**DATA EXCERPTS:**
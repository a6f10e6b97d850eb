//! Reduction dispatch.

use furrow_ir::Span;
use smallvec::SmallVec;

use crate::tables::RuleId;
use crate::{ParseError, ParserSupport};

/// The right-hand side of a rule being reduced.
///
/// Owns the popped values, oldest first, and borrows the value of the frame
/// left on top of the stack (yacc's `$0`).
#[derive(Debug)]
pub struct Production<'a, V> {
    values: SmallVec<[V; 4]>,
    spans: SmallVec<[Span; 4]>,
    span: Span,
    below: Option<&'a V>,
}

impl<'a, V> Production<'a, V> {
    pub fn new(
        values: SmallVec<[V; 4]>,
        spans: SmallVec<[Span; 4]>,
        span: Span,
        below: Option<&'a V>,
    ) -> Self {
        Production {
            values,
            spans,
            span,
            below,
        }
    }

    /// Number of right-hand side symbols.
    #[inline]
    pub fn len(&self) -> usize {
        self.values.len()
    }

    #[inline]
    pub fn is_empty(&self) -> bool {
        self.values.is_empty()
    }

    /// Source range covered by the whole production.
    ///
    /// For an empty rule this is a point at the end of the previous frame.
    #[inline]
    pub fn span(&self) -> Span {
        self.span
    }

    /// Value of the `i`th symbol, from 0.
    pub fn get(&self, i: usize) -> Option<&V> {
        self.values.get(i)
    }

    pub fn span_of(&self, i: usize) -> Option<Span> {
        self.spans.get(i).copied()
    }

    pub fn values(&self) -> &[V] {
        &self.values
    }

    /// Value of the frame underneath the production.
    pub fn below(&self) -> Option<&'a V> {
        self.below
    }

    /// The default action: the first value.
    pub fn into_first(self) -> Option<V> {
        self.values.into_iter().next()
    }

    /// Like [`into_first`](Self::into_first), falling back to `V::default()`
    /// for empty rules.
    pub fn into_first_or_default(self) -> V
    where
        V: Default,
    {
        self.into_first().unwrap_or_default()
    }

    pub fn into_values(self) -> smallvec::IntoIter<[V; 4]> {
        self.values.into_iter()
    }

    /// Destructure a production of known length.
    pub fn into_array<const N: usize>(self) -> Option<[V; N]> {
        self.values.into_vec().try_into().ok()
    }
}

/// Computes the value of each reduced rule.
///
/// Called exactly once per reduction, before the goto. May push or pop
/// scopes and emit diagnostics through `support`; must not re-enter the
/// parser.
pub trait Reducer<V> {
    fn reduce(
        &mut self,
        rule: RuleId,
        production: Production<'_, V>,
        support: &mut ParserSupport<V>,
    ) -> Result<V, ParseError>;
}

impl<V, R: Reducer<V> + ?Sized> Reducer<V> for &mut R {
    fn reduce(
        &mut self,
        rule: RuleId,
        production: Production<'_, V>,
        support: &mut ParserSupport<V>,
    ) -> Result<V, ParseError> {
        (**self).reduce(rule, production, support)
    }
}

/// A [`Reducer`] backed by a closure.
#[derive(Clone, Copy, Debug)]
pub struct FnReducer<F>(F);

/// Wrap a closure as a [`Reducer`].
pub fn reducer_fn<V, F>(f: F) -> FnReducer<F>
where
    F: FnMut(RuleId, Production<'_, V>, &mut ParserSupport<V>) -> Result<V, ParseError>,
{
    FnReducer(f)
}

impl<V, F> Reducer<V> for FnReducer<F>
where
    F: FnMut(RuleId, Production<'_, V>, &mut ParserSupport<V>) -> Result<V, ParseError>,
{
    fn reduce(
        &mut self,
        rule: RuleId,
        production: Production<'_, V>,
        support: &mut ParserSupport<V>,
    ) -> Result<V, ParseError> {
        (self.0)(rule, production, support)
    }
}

* * *

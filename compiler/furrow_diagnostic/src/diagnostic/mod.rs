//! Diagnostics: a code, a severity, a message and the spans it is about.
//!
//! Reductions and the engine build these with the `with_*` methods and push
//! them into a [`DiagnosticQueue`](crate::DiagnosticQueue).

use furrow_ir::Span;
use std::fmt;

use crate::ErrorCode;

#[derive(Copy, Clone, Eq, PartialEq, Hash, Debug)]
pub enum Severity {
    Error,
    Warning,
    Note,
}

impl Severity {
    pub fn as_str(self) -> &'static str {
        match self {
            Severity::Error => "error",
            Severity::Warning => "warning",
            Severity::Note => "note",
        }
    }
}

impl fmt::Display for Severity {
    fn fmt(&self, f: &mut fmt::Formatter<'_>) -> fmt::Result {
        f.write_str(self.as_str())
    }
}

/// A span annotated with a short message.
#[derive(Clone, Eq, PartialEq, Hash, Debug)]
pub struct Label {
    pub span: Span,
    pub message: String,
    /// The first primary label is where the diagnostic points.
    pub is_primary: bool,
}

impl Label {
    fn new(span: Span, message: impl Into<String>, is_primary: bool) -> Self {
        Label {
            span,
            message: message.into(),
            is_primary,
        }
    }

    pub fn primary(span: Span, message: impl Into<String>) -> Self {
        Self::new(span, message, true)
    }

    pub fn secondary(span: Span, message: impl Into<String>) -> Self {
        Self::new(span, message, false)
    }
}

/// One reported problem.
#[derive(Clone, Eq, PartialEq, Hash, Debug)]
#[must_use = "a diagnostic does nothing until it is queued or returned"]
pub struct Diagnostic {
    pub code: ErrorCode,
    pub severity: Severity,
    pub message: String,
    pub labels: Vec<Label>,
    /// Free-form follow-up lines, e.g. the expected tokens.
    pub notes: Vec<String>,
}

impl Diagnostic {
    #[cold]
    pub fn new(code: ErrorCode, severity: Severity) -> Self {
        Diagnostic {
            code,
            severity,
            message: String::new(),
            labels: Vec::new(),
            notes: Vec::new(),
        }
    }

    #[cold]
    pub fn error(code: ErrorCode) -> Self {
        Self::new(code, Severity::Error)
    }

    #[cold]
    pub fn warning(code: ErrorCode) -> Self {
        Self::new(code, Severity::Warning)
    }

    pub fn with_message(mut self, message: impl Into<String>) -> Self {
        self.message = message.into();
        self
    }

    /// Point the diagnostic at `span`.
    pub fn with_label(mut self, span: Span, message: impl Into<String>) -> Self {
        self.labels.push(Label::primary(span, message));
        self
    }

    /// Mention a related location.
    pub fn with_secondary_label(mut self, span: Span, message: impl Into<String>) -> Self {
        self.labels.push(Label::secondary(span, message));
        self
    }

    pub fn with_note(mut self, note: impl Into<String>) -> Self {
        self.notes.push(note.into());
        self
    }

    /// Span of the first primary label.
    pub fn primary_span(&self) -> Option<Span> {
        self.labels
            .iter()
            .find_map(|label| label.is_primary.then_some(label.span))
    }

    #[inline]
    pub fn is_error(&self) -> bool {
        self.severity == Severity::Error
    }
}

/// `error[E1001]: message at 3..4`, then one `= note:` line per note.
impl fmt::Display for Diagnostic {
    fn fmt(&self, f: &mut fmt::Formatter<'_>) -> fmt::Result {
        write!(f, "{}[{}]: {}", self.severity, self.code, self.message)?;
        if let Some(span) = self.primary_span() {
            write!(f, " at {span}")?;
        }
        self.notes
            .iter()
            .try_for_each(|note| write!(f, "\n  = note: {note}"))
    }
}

...

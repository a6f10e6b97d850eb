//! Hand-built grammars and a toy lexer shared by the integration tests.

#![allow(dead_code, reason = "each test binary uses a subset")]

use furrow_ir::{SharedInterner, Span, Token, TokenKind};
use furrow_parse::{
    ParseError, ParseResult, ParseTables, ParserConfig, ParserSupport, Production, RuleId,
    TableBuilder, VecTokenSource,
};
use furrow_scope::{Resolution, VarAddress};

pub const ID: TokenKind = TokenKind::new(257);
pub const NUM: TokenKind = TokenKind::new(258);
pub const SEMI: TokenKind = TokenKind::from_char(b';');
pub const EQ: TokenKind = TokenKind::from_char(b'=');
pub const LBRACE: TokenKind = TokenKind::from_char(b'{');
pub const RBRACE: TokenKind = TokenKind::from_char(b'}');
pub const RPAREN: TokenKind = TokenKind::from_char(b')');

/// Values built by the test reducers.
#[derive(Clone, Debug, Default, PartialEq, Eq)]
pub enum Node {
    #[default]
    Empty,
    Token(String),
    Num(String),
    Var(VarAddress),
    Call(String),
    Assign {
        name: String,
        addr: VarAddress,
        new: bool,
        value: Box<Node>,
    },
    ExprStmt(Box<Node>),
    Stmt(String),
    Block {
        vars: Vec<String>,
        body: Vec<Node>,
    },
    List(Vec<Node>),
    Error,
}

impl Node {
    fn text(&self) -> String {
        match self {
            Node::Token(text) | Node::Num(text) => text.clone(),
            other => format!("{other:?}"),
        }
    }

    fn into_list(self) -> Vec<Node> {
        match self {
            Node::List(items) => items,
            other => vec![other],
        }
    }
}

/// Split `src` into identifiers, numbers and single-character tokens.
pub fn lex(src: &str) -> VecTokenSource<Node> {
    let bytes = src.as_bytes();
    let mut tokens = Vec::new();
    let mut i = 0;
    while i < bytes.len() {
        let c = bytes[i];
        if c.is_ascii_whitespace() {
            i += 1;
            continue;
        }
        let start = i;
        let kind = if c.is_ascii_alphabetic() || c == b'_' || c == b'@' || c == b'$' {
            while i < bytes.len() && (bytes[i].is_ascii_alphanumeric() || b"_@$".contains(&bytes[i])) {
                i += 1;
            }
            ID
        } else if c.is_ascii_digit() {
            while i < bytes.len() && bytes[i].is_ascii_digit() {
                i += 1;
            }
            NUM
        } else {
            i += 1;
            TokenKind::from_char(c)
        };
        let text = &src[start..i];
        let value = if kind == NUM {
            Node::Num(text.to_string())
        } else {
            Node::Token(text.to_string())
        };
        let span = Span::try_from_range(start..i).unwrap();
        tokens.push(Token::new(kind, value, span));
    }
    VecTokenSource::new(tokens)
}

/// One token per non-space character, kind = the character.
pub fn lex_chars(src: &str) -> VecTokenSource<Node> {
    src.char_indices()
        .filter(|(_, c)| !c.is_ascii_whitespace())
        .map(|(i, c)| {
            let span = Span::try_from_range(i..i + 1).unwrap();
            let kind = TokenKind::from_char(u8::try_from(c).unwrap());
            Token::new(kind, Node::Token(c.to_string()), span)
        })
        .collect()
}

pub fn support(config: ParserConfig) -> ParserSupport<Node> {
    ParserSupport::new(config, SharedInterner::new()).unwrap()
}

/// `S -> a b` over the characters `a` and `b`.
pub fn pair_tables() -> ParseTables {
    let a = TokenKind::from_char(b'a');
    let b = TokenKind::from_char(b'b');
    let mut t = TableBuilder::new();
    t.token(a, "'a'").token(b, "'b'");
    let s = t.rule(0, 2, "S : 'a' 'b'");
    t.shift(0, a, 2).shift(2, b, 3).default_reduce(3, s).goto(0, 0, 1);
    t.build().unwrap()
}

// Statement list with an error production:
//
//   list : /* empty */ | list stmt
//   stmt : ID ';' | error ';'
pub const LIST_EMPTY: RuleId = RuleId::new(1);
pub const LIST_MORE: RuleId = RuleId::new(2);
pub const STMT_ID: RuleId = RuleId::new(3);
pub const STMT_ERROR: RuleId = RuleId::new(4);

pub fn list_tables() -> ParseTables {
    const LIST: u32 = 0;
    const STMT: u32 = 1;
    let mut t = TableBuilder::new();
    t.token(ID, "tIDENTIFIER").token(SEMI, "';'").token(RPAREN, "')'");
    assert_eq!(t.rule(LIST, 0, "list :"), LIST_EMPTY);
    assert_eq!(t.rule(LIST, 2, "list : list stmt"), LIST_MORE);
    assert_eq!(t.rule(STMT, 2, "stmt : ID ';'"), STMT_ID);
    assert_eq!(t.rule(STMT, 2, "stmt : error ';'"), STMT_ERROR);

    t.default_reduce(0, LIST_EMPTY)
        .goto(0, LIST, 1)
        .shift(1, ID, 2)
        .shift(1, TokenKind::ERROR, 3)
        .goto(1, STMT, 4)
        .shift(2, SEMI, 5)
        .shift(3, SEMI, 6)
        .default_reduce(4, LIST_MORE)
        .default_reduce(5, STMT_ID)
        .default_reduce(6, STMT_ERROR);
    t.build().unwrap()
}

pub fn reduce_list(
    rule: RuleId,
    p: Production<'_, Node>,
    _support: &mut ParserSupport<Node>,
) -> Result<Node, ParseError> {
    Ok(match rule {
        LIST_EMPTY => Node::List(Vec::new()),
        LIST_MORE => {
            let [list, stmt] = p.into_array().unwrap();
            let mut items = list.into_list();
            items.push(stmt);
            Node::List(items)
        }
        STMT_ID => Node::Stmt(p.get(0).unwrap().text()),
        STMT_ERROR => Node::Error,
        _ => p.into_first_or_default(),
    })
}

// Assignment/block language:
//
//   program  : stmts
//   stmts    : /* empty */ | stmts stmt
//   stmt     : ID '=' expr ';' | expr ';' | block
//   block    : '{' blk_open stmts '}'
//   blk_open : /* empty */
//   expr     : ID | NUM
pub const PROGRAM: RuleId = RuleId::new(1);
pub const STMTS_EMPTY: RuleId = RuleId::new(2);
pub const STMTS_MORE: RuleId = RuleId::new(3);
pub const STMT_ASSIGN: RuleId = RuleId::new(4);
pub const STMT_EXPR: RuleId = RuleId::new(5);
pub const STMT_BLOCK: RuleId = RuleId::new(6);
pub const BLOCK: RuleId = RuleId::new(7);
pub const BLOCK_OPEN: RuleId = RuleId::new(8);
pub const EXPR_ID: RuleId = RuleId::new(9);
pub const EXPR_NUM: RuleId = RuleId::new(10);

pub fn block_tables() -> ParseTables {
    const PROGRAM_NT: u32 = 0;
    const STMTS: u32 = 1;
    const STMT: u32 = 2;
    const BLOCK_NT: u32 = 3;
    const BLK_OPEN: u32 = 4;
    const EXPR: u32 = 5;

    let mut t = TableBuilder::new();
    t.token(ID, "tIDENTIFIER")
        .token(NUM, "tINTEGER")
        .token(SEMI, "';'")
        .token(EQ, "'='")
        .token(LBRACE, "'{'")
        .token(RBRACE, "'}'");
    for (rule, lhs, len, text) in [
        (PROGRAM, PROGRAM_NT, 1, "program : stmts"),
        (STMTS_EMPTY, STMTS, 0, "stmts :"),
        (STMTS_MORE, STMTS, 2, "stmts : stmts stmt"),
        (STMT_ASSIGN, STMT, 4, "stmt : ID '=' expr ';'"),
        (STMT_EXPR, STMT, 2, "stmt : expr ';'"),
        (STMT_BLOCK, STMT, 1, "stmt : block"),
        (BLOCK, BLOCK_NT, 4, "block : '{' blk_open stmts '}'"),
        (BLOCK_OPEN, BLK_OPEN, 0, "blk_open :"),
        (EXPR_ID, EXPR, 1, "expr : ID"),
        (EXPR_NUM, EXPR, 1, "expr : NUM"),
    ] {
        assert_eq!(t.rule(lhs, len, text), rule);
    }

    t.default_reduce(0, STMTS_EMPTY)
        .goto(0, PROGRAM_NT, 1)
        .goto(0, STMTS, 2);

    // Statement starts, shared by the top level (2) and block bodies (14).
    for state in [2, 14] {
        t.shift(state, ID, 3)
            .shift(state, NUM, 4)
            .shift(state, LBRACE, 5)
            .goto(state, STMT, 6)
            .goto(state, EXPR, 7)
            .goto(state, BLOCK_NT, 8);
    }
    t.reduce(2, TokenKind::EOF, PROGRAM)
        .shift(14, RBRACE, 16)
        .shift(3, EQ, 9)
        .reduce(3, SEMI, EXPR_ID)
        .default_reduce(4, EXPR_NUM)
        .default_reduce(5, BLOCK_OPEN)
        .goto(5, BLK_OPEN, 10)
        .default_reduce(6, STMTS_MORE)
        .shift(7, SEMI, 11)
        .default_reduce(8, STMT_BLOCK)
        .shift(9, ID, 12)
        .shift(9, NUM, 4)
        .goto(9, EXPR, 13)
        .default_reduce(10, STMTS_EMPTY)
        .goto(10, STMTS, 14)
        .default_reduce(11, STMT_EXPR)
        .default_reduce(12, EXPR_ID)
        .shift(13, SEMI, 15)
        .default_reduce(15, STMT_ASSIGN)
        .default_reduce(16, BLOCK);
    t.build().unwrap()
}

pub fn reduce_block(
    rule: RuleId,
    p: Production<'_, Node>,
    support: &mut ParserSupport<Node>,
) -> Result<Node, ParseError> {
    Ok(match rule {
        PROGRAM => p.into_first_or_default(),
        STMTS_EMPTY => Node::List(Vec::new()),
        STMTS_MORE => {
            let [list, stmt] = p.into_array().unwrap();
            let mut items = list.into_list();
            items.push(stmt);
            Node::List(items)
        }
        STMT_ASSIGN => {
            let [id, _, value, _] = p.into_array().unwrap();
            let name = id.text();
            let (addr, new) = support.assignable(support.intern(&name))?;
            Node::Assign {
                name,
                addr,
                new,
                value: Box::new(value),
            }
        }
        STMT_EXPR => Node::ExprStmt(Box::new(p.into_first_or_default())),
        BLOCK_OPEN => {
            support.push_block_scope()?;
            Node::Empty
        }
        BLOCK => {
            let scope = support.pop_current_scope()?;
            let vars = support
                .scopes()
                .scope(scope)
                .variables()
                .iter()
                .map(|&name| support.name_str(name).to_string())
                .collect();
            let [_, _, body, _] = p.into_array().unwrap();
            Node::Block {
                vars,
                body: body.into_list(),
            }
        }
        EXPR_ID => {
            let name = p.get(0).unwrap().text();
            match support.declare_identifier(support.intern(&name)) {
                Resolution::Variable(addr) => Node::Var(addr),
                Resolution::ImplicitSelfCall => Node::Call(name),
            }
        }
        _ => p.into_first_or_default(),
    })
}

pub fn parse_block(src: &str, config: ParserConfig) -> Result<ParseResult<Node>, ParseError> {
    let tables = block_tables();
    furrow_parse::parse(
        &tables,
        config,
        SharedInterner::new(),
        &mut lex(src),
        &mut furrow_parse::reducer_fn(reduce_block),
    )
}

**WHAT NEEDS TO BE DONE:** This exercise requires the number of lines in the entries holding the word "LBRACE", written alone.

**WRITTEN SOLUTION:** 3